The fourth edition of a statewide plan for restoration and protection of oyster populations, “Oyster Restoration and Protection Plan for North Carolina: A Blueprint for Action 2021–2025,” published earlier this year, aims to boost sustainable oyster farming while maximizing the ecological benefits that shellfish provide. Education is key to the plan’s success, and with his experience, Bethea was quick to jump on the opportunity.

Bethea speaking at the North Carolina Shellfish Initiative announcement
Credit: North Carolina Coastal Federation

Reef Recruitment

Bethea may have traded cocktail shakers and chalkboards for hip waders but he’s still an entertainer and educator at heart. At fundraisers, conferences, parties, shellfish boils, and other events, he shows off his shucking and slurping skills, all while fielding questions about raising oysters.

“A very small amount of people in Carteret County, where I grow oysters, know anything about oyster farming and, if they knew about it, they would maybe decide to do it,” he says. “We’re always trying to get guys to switch [from commercial fishing] to oyster farming.”

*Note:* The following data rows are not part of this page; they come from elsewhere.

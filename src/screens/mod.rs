//! Game states and the screens that move between them.

mod in_game;
mod loading;

use bevy::prelude::*;

/// Primary game states.
#[derive(States, Debug, Clone, Copy, PartialEq, Eq, Hash, Default, Reflect)]
#[states(scoped_entities)]
pub enum GameState {
    /// Species table is being read. Re-entered to restart the level.
    #[default]
    Loading,
    /// The level is live.
    InGame,
}

pub fn plugin(app: &mut App) {
    app.init_state::<GameState>();
    app.register_type::<GameState>();
    app.add_plugins((loading::plugin, in_game::plugin));
}
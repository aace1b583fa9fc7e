//! In-game screen: Escape pauses and resumes virtual time.
//!
//! Avian steps in the fixed schedule, which accumulates from `Time<Virtual>`,
//! so pausing it halts physics as well as every gameplay system.

use bevy::prelude::*;

use super::GameState;

pub(super) fn plugin(app: &mut App) {
    app.add_systems(
        Update,
        toggle_pause.run_if(in_state(GameState::InGame)),
    );
    app.add_systems(OnExit(GameState::InGame), unpause_virtual_time);
}

fn toggle_pause(keyboard: Res<ButtonInput<KeyCode>>, mut time: ResMut<Time<Virtual>>) {
    if !keyboard.just_pressed(KeyCode::Escape) {
        return;
    }
    if time.is_paused() {
        time.unpause();
        info!("Resumed");
    } else {
        time.pause();
        info!("Paused");
    }
}

/// Leaving the level never strands the next one in pause.
fn unpause_virtual_time(mut time: ResMut<Time<Virtual>>) {
    time.unpause();
}
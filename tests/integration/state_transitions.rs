//! Tests for game state transitions.

use bevy::prelude::*;
use pretty_assertions::assert_eq;
use swipe_brawler::GameState;
use swipe_brawler::gameplay::combatant::PlayerModel;
use swipe_brawler::gameplay::species::{Species, SpeciesRegistry};

use crate::{boot_level, create_game_app};

fn current_state(app: &App) -> GameState {
    *app.world().resource::<State<GameState>>().get()
}

#[test]
fn game_initializes_in_loading_state() {
    let app = create_game_app();
    let state = app.world().resource::<State<GameState>>();
    assert_eq!(*state.get(), GameState::Loading);
}

#[test]
fn loading_reads_species_table() {
    let mut app = create_game_app();
    app.update();

    let registry = app.world().resource::<SpeciesRegistry>();
    assert_eq!(registry.len(), Species::ALL.len());
}

#[test]
fn loading_hands_over_to_level() {
    let mut app = create_game_app();
    boot_level(&mut app);

    let mut players = app.world_mut().query_filtered::<Entity, With<PlayerModel>>();
    assert_eq!(players.iter(app.world()).count(), 1);
}

#[test]
fn returning_to_loading_clears_level() {
    let mut app = create_game_app();
    boot_level(&mut app);

    app.world_mut()
        .resource_mut::<NextState<GameState>>()
        .set(GameState::Loading);
    app.update();

    assert_eq!(current_state(&app), GameState::Loading);
    let mut species = app.world_mut().query::<&Species>();
    assert_eq!(species.iter(app.world()).count(), 0);
}
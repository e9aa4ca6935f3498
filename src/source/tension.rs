//! Magnetic-tension momentum source for the CTU split update.
//!
//! In a one-dimensional sweep the normal-field derivative ∂B_n/∂n is not
//! zero even though ∇·B = 0 holds in 2D. The split update compensates with
//! a momentum source proportional to the field times that derivative:
//!
//! S(ρv_x) = B_x ΔB_n/Δn,   S(ρv_y) = B_y ΔB_n/Δn
//!
//! with ΔB_n taken between the high and low faces of the cell. Energy and
//! field sources vanish under the assumption v_z = B_z = 0.
//!
//! Reference: Gardiner & Stone (2005), J. Comput. Phys. 205, §5.

use crate::config::check_spacing;
use crate::error::Result;
use crate::source::{SourceContext, SourceTerm};
use crate::state::{CellField, VariableLayout};
use crate::types::Direction;

/// Momentum source from the discrete normal-field divergence of a sweep.
#[derive(Clone, Copy, Debug, Default)]
pub struct TensionSource;

impl SourceTerm for TensionSource {
    #[inline]
    fn evaluate(&self, ctx: &SourceContext, out: &mut [f64]) {
        let layout = ctx.layout;
        let grad = ctx.normal_gradient();
        out[layout.x_momentum()] = ctx.state[layout.x_field()] * grad;
        out[layout.y_momentum()] = ctx.state[layout.y_field()] * grad;
    }

    fn name(&self) -> &'static str {
        "magnetic_tension"
    }
}

/// Evaluate `source` in every cell of row `i`, skipping the outermost ring.
#[allow(clippy::too_many_arguments)]
fn source_row<S: SourceTerm + ?Sized>(
    source: &S,
    u: &CellField,
    u_face: &CellField,
    i: usize,
    dir: Direction,
    dn: f64,
    layout: &VariableLayout,
    row: &mut [f64],
) {
    let shape = u.shape();
    if i == 0 || i + 1 >= shape.qx() {
        return;
    }
    let nvar = layout.nvar();
    let bn = layout.normal_field(dir);

    for j in 1..shape.qy() - 1 {
        let (in_, jn) = dir.next(i, j);
        let ctx = SourceContext {
            state: u.state(i, j),
            delta_bn: u_face.get(in_, jn, bn) - u_face.get(i, j, bn),
            dn,
            direction: dir,
            layout,
        };
        source.evaluate(&ctx, &mut row[j * nvar..(j + 1) * nvar]);
    }
}

fn check_inputs(u: &CellField, u_face: &CellField, dn: f64, layout: &VariableLayout) -> Result<()> {
    let shape = u.shape();
    shape.check_ghosts()?;
    check_spacing("dn", dn)?;
    u.check("u", &shape, layout)?;
    u_face.check("u_face", &shape, layout)
}

/// Magnetic-tension source for one sweep direction.
///
/// # Arguments
/// * `u` - Cell-centered conservative state
/// * `u_face` - Interface state whose normal-field slot holds the face
///   field at the low-side interface of each cell
/// * `dir` - Sweep direction
/// * `dn` - Grid spacing along `dir`
/// * `layout` - Variable layout
///
/// # Returns
/// Source array, nonzero only in the momentum components of cells one or
/// more cells away from the array edge.
pub fn tension_source(
    u: &CellField,
    u_face: &CellField,
    dir: Direction,
    dn: f64,
    layout: &VariableLayout,
) -> Result<CellField> {
    check_inputs(u, u_face, dn, layout)?;
    tracing::debug!(direction = %dir, shape = %u.shape(), "tension source");

    let mut out = CellField::zeros(u.shape(), layout.nvar());
    let row_len = out.row_len();
    for (i, row) in out.data.chunks_mut(row_len).enumerate() {
        source_row(&TensionSource, u, u_face, i, dir, dn, layout, row);
    }
    Ok(out)
}

/// Parallel [`tension_source`] over `i`-rows using Rayon.
#[cfg(feature = "parallel")]
pub fn tension_source_parallel(
    u: &CellField,
    u_face: &CellField,
    dir: Direction,
    dn: f64,
    layout: &VariableLayout,
) -> Result<CellField> {
    use rayon::prelude::*;

    check_inputs(u, u_face, dn, layout)?;
    tracing::debug!(direction = %dir, shape = %u.shape(), "parallel tension source");

    let mut out = CellField::zeros(u.shape(), layout.nvar());
    let row_len = out.row_len();
    out.data
        .par_chunks_mut(row_len)
        .enumerate()
        .for_each(|(i, row)| source_row(&TensionSource, u, u_face, i, dir, dn, layout, row));
    Ok(out)
}
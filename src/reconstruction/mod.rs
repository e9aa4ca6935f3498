//! Piecewise-linear reconstruction of interface states.
//!
//! Turns cell-centered primitive states into the left/right states seen by
//! the Riemann solver at every interface along one sweep direction. Slopes are
//! limited by a pluggable [`SlopeLimiter`]; [`StandardLimiter`] selects a
//! built-in one from configuration.
//!
//! # Example
//!
//! ```
//! use mhd_rs::reconstruction::{StandardLimiter, interface_states};
//! use mhd_rs::state::{CellField, VariableLayout};
//! use mhd_rs::types::{Direction, GridShape};
//!
//! let layout = VariableLayout::standard(0);
//! let prim = CellField::uniform(GridShape::new(8, 8, 4), &[1.0, 0.0, 0.0, 1.0, 0.0, 0.0]);
//! let limiter = StandardLimiter::default();
//! let states = interface_states(&prim, Direction::X, &layout, &limiter).unwrap();
//! assert_eq!(states.left.get(6, 6, 0), 1.0);
//! ```

mod limiter;
mod states;

pub use limiter::{MonotonizedCentral, SlopeLimiter, StandardLimiter, StoneGardiner};
#[cfg(feature = "parallel")]
pub use states::interface_states_parallel;
pub use states::{InterfaceStates, interface_states};
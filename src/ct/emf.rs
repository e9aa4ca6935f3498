//! Corner EMF reconstruction for constrained transport.
//!
//! The face-centered fluxes of the transverse field are edge EMFs:
//!
//! E_x = −F_x[B_y],   E_y = F_y[B_x]
//!
//! Averaging the four edge values around a corner is not enough to recover
//! the plane-parallel limit, so Gardiner & Stone (2005, §4.1.1, eq. 41) add
//! upwinded gradients built against a cell-centered reference E_r:
//!
//! E_c = ¼(E_x,s + E_x,n + E_y,w + E_y,e)
//!     + ⅛Δy(∂E/∂y|_¼ − ∂E/∂y|_¾) + ⅛Δx(∂E/∂x|_¼ − ∂E/∂x|_¾)
//!
//! where each gradient is picked from the upwind side by the sign of the
//! mass flux through the adjacent face, and averaged when that flux is zero.
//!
//! Corner `(i, j)` is located at `(i − ½, j − ½)`.

use crate::config::check_spacing;
use crate::error::Result;
use crate::state::{CellField, ScalarField, VariableLayout};
use crate::types::GridShape;

/// Band, beyond the interior, over which edge gradients are formed.
const GRADIENT_MARGIN: usize = 3;

/// Band, beyond the interior, over which corner EMFs are formed.
const CORNER_MARGIN: usize = 2;

// Component slots of the gradient field.
const DY_14: usize = 0;
const DX_14: usize = 1;
const DY_34: usize = 2;
const DX_34: usize = 3;
const N_GRADIENTS: usize = 4;

/// Cell-centered reference and face-centered edge EMFs.
struct EdgeEmfs {
    er: ScalarField,
    ex: ScalarField,
    ey: ScalarField,
}

fn edge_emfs(
    u: &CellField,
    fx: &CellField,
    fy: &CellField,
    layout: &VariableLayout,
    reference: Option<&ScalarField>,
) -> EdgeEmfs {
    let shape = u.shape();
    let er = match reference {
        Some(er) => er.clone(),
        None => ScalarField::from_fn(shape, |i, j| {
            let state = u.state(i, j);
            let rho = state[layout.density()];
            let vx = state[layout.x_momentum()] / rho;
            let vy = state[layout.y_momentum()] / rho;
            -(vx * state[layout.y_field()] - vy * state[layout.x_field()])
        }),
    };
    EdgeEmfs {
        er,
        ex: ScalarField::from_fn(shape, |i, j| -fx.get(i, j, layout.y_field())),
        ey: ScalarField::from_fn(shape, |i, j| fy.get(i, j, layout.x_field())),
    }
}

/// Quarter-point gradients of one row.
fn gradient_row(emfs: &EdgeEmfs, i: usize, dx: f64, dy: f64, row: &mut [f64]) {
    let shape = emfs.er.shape();
    if !shape.i_range(GRADIENT_MARGIN).contains(&i) {
        return;
    }
    let (er, ex, ey) = (&emfs.er, &emfs.ex, &emfs.ey);

    for j in shape.j_range(GRADIENT_MARGIN) {
        let g = &mut row[j * N_GRADIENTS..(j + 1) * N_GRADIENTS];
        g[DY_14] = 2.0 * (er.get(i, j) - ey.get(i, j)) / dy;
        g[DX_14] = 2.0 * (er.get(i, j) - ex.get(i, j)) / dx;
        g[DY_34] = 2.0 * (ey.get(i, j) - er.get(i, j - 1)) / dy;
        g[DX_34] = 2.0 * (ex.get(i, j) - er.get(i - 1, j)) / dx;
    }
}

/// Upwind pick between the values on the low and high side of a face.
#[inline(always)]
fn upwind(mass_flux: f64, low: f64, high: f64) -> f64 {
    if mass_flux > 0.0 {
        low
    } else if mass_flux < 0.0 {
        high
    } else {
        0.5 * (low + high)
    }
}

/// Corner EMFs of one row.
#[allow(clippy::too_many_arguments)]
fn corner_row(
    emfs: &EdgeEmfs,
    grads: &CellField,
    fx: &CellField,
    fy: &CellField,
    layout: &VariableLayout,
    i: usize,
    dx: f64,
    dy: f64,
    row: &mut [f64],
) {
    let shape = grads.shape();
    if !shape.i_range(CORNER_MARGIN).contains(&i) {
        return;
    }
    let rho = layout.density();
    let (ex, ey) = (&emfs.ex, &emfs.ey);

    for j in shape.j_range(CORNER_MARGIN) {
        let dy_14 = upwind(
            fx.get(i, j, rho),
            grads.get(i - 1, j, DY_14),
            grads.get(i, j, DY_14),
        );
        let dy_34 = upwind(
            fx.get(i, j - 1, rho),
            grads.get(i - 1, j, DY_34),
            grads.get(i, j, DY_34),
        );
        let dx_14 = upwind(
            fy.get(i, j, rho),
            grads.get(i, j - 1, DX_14),
            grads.get(i, j, DX_14),
        );
        let dx_34 = upwind(
            fy.get(i - 1, j, rho),
            grads.get(i, j - 1, DX_34),
            grads.get(i, j, DX_34),
        );

        row[j] = 0.25 * (ex.get(i, j) + ex.get(i, j + 1) + ey.get(i, j) + ey.get(i + 1, j))
            + 0.125 * dy * (dy_14 - dy_34)
            + 0.125 * dx * (dx_14 - dx_34);
    }
}

fn check_inputs(
    u: &CellField,
    fx: &CellField,
    fy: &CellField,
    dx: f64,
    dy: f64,
    layout: &VariableLayout,
    reference: Option<&ScalarField>,
) -> Result<GridShape> {
    let shape = u.shape();
    shape.check_ghosts()?;
    check_spacing("dx", dx)?;
    check_spacing("dy", dy)?;
    u.check("u", &shape, layout)?;
    fx.check("fx", &shape, layout)?;
    fy.check("fy", &shape, layout)?;
    if let Some(er) = reference {
        er.check("reference", &shape)?;
    }
    Ok(shape)
}

/// Corner EMF E_z for the constrained-transport field update.
///
/// # Arguments
/// * `u` - Cell-centered conservative state
/// * `fx`, `fy` - Interface fluxes of the x and y sweeps
/// * `dx`, `dy` - Grid spacings
/// * `layout` - Variable layout
/// * `reference` - Cell-centered reference EMF; when `None` it is computed
///   as −(v × B)_z from `u`
///
/// # Returns
/// Corner EMFs within two cells of the interior, zero elsewhere.
#[allow(clippy::too_many_arguments)]
pub fn corner_emf(
    u: &CellField,
    fx: &CellField,
    fy: &CellField,
    dx: f64,
    dy: f64,
    layout: &VariableLayout,
    reference: Option<&ScalarField>,
) -> Result<ScalarField> {
    let shape = check_inputs(u, fx, fy, dx, dy, layout, reference)?;
    tracing::debug!(shape = %shape, reference = reference.is_some(), "corner emf");

    let emfs = edge_emfs(u, fx, fy, layout, reference);

    let mut grads = CellField::zeros(shape, N_GRADIENTS);
    let grad_len = grads.row_len();
    for (i, row) in grads.data.chunks_mut(grad_len).enumerate() {
        gradient_row(&emfs, i, dx, dy, row);
    }

    let mut ec = ScalarField::zeros(shape);
    let qy = shape.qy();
    for (i, row) in ec.data.chunks_mut(qy).enumerate() {
        corner_row(&emfs, &grads, fx, fy, layout, i, dx, dy, row);
    }
    Ok(ec)
}

/// Parallel [`corner_emf`] over `i`-rows using Rayon.
#[cfg(feature = "parallel")]
#[allow(clippy::too_many_arguments)]
pub fn corner_emf_parallel(
    u: &CellField,
    fx: &CellField,
    fy: &CellField,
    dx: f64,
    dy: f64,
    layout: &VariableLayout,
    reference: Option<&ScalarField>,
) -> Result<ScalarField> {
    use rayon::prelude::*;

    let shape = check_inputs(u, fx, fy, dx, dy, layout, reference)?;
    tracing::debug!(shape = %shape, reference = reference.is_some(), "parallel corner emf");

    let emfs = edge_emfs(u, fx, fy, layout, reference);

    let mut grads = CellField::zeros(shape, N_GRADIENTS);
    let grad_len = grads.row_len();
    grads
        .data
        .par_chunks_mut(grad_len)
        .enumerate()
        .for_each(|(i, row)| gradient_row(&emfs, i, dx, dy, row));

    let mut ec = ScalarField::zeros(shape);
    ec.data
        .par_chunks_mut(shape.qy())
        .enumerate()
        .for_each(|(i, row)| corner_row(&emfs, &grads, fx, fy, layout, i, dx, dy, row));
    Ok(ec)
}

As part of his commitment to education, Bethea hosts tours and gives presentations to civic groups like the Durham Lions Club and the Boys and Girls Club of Carteret County. He dishes up oysters while dishing on the environmental and economic development and career possibilities to visiting students.

“We want to show that you can still live in Carteret County and make money by working on the water while being a good environmental steward,” Bethea says. “We also want to show them that a minority can own a business. It’s not, ‘this person is Black and does this.’ It’s ‘this is an oyster farmer who also happens to be biracial.’ It’s representation in a non-token way.”

He also just revealed his newest venture: A one-acre property on Harkers Island, just a mile from his offshore farm, will be the future site of an education and event center. It’s all part of his goal to support the shellfish aquaculture industry. As the number of oyster farmers keeps growing, Bethea says, “we’re poised to put North Carolina oysters on the map.”